I brought in the first snow peas to feed to the ravening boarders. The youngest loves snow peas though he insists on dissecting them first. He removes the tiny immature peas to eat then tears into the crunchy flesh. Watching him unsettles me a bit. He clearly approaches herbivory carnivorously.
Some of my peas are much taller than I expected and their flowers are purple not white. This is far from uncommon in peas, but any trait variation in peas brings to mind Gregor Mendel, the nineteenth century monk who conducted experiments to understand how inheritance works. Mendel focused on traits that could be easily identified. He also, through luck or careful selection, picked traits that were determined by a single gene.

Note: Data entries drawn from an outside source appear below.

//! # saga-core
//!
//! Core types, traits, and abstractions for the saga analysis pipeline.
//!
//! This crate provides the foundational data structures (tasks, cache
//! entries, extracted units, connections), the error taxonomy, and the
//! repository/backend traits that the other saga crates depend on.

pub mod defaults;
pub mod error;
pub mod hashing;
pub mod logging;
pub mod models;
pub mod traits;
pub mod uuid_utils;

// Re-export commonly used types at crate root
pub use error::{Error, ErrorKind, Result};
pub use hashing::{content_hash, is_content_hash};
pub use models::*;
pub use traits::*;
pub use uuid_utils::{new_v7, scope_cache_id, unit_id_for};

A “gene” in this case (well in most cases) is a small section of an organism’s DNA that gets “translated” into a protein. The protein is what actually leads to a trait. In the case of my flowers, the purple comes from anthocyanin, a pigment that’s produced by the coordinated action of a bunch of proteins. This last is the issue that often gets skimmed over when people talk about genes, genetics and inheritance: the color comes from a whole bunch of proteins working together to make a molecule that looks purple. Each of these proteins has a gene; there is no single gene for “purple flowers.”
But I just said Mendel worked on traits that were determined by a single gene. He examined inheritance of either white or purple flowers. The white flowered plants he used are white because of a single mutation. One DNA “letter” (out of thousands in the gene) is changed from a “G” to an “A” that is from a guanine to an adenine (Hellens et al PLoS One 2010). Because of this the gene is translated as a bad protein. The protein’s job is to cause the translation of the other genes that make purple flowers. Since it’s mutated, no purple color making proteins get translated and so no purple flower. White flowers are really just lack of color flowers.
This sort of trait is actually a rarity. Mendel carefully selected his seven traits, the vast majority of traits in peas (or anything else) are determined by lots of different genes.
One of the most common misconceptions about genetics held by the public is that there is a single gene for most traits and diseases. More problematically coverage of science frequently supports this contention. BRCA is often described as “the breast cancer gene.” There are conditions caused by single gene defects (muscular dystrophy, cystic fibrosis and sickle cell anemia), but these are the exception.
My two indigent boarders look kind of alike but their genes were drawn from just what my wife and I have to offer. Very few of the traits you can see are determined by a single gene: precocious teeth, fussy eating, or the gift of gab. Most are a combination of effects of 10’s or 100’s of genes.
Of course inheritance is only part of the story. Did my boy develop his carnivorous approach to plant eating because of a genetic disposition, or did I train him to it with all this talk about eating your peas while they’re still screaming? We may never know.